Tom Allensworth, CEO and Publisher of AVSIM, today issued the following announcement; “We regret to inform the flight simulation community that on Tuesday, May 12, AVSIM was hacked and effectively destroyed. The method of the hack makes recovery difficult, if not impossible, to recover from. Both servers, that is the library / email and web site / forum servers were attacked. AVSIM is totally offline at this time and we expect to be so for some time to come. We are not able to predict when we will be back online, if we can come back at all. We will post more news as we are able to in the coming days and weeks.

END

Best Regards,

Tom Allensworth

Wednesday, May 06, 2009

Microsoft File Transfer Manager

I wanted to blog today about something that had been nagging at me ever since I started being a beta tester for some of Microsoft's products.

Those of you who participate in one or more of the beta programs will have noticed how the only way to download products that are larger than a set size (I think it's 100mb) is through the Microsoft File Transfer Manager.

I've never grown too accustomed to that download manager - it's clunky, quirky and more often than not, way too slow (I know - that's because of throttling done on the server side to allow for more concurrent downloads, especially when the item is, say, the new Windows7 beta and the number of downloaders can be over a million).

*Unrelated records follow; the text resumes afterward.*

//! Shared fakes for unit tests

#![allow(clippy::unwrap_used, clippy::expect_used)]

use crate::error::{Error, Result, TransferError};
use crate::fetch::{ByteStream, RetryingFetcher, Transport};
use crate::retry::BackoffSchedule;
use crate::storage::{LocalStorage, Storage};
use crate::types::MediaMetadata;
use async_trait::async_trait;
use bytes::Bytes;
use futures::StreamExt;
use std::collections::HashMap;
use std::path::{Path, PathBuf};
use std::sync::{Arc, Mutex};
use std::time::Duration;

#[derive(Clone)]
enum Reply {
    Body(Vec<u8>),
    NotFound,
    BrokenBody(Vec<u8>),
    /// Transient failures before the body is served
    Flaky { failures: usize, body: Vec<u8> },
}

/// In-memory [`Transport`] that counts requests per URL
///
/// Unknown URLs fail with a transient error.
#[derive(Default)]
pub(crate) struct FakeTransport {
    replies: Mutex<HashMap<String, Reply>>,
    calls: Mutex<HashMap<String, usize>>,
    delay: Mutex<Duration>,
}

impl FakeTransport {
    pub(crate) fn new() -> Arc<Self> {
        Arc::new(Self::default())
    }

    pub(crate) fn respond(&self, url: &str, body: &[u8]) {
        self.set(url, Reply::Body(body.to_vec()));
    }

    pub(crate) fn not_found(&self, url: &str) {
        self.set(url, Reply::NotFound);
    }

    pub(crate) fn broken_body(&self, url: &str, partial: &[u8]) {
        self.set(url, Reply::BrokenBody(partial.to_vec()));
    }

    pub(crate) fn flaky(&self, url: &str, failures: usize, body: &[u8]) {
        self.set(
            url,
            Reply::Flaky {
                failures,
                body: body.to_vec(),
            },
        );
    }

    /// Hold every request for `delay` before answering
    pub(crate) fn set_delay(&self, delay: Duration) {
        *self.delay.lock().unwrap() = delay;
    }

    pub(crate) fn calls(&self, url: &str) -> usize {
        self.calls.lock().unwrap().get(url).copied().unwrap_or(0)
    }

    fn set(&self, url: &str, reply: Reply) {
        self.replies.lock().unwrap().insert(url.to_string(), reply);
    }
}

#[async_trait]
impl Transport for FakeTransport {
    async fn get(&self, url: &str) -> Result<ByteStream> {
        let attempt = {
            let mut calls = self.calls.lock().unwrap();
            let count = calls.entry(url.to_string()).or_insert(0);
            *count += 1;
            *count
        };
        let delay = *self.delay.lock().unwrap();
        if !delay.is_zero() {
            tokio::time::sleep(delay).await;
        }

        let reply = self.replies.lock().unwrap().get(url).cloned();
        match reply {
            Some(Reply::Body(body)) => Ok(futures::stream::iter(vec![Ok(Bytes::from(body))]).boxed()),
            Some(Reply::NotFound) => Err(TransferError::NotFound {
                url: url.to_string(),
            }
            .into()),
            Some(Reply::BrokenBody(partial)) => {
                let chunks: Vec<Result<Bytes>> = vec![
                    Ok(Bytes::from(partial)),
                    Err(Error::Transfer(TransferError::Transient {
                        url: url.to_string(),
                        reason: "connection reset mid-body".to_string(),
                    })),
                ];
                Ok(futures::stream::iter(chunks).boxed())
            }
            Some(Reply::Flaky { failures, body }) if attempt > failures => {
                Ok(futures::stream::iter(vec![Ok(Bytes::from(body))]).boxed())
            }
            Some(Reply::Flaky { .. }) | None => Err(TransferError::Transient {
                url: url.to_string(),
                reason: "code is 503".to_string(),
            }
            .into()),
        }
    }
}

/// Five retries a few milliseconds apart
pub(crate) fn fast_schedule() -> BackoffSchedule {
    BackoffSchedule::new(vec![Duration::from_millis(5); 5])
}

/// Local storage over `transport` with metadata disabled
pub(crate) fn local_storage(transport: Arc<FakeTransport>) -> Arc<LocalStorage> {
    Arc::new(LocalStorage::new(
        RetryingFetcher::new(transport, fast_schedule()),
        None,
    ))
}

/// [`Storage`] that touches no network or disk and records what it was asked to fetch
#[derive(Default)]
pub(crate) struct RecordingStorage {
    downloads: Mutex<Vec<String>>,
}

impl RecordingStorage {
    pub(crate) fn new() -> Arc<Self> {
        Arc::new(Self::default())
    }

    pub(crate) fn downloads(&self) -> Vec<String> {
        self.downloads.lock().unwrap().clone()
    }
}

#[async_trait]
impl Storage for RecordingStorage {
    async fn prepare(&self, root: &Path) -> Result<PathBuf> {
        Ok(root.to_path_buf())
    }

    async fn create_album_dir(&self, root: &Path, album: &str) -> Result<PathBuf> {
        Ok(root.join(album))
    }

    async fn download_to(&self, url: &str, dir: &Path, file_name: &str) -> Result<PathBuf> {
        self.downloads.lock().unwrap().push(url.to_string());
        Ok(dir.join(file_name))
    }

    async fn write_metadata(&self, _path: &Path, _metadata: Option<&MediaMetadata>) -> Result<()> {
        Ok(())
    }
}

Lately, though, I've been pestered by another unwelcome FTM trait: No matter how many times I'd hit Cancel, the download candidate file would be temporarily removed only to come back in force after FTM was restarted. Multiply this with many aborted download attempts and I was suddenly faced with having to hit "Cancel" and "Yes, REALLY" for all my previous canceled items every time a new beta was out that I wanted to test. This quickly turned out to be more than I wished for (twenty repeat "Cancel" and "Yes" kinda wear you out after awhile) and I was pushed to look for a solution.

No amount of googling would point me to the right direction though: How to REALLY delete those old, aborted download items so they will not reappear at next FTM start.

Then I remembered Mark Russinovich and his very cool toy: Process Monitor. A bit of filtering for "transfermgr.exe" showed that when the app starts, it looks in %appdata%\Roaming\Microsoft\File Transfer Manager\RequestQueue for its list of download candidates. Where FTM would fail to delete the ones I'd hit "Cancel" on, I would NOT. I removed the contents of the RequestQueue folder and Presto! problem solved!

Gotta give it to Mark Russinovich... Good work man!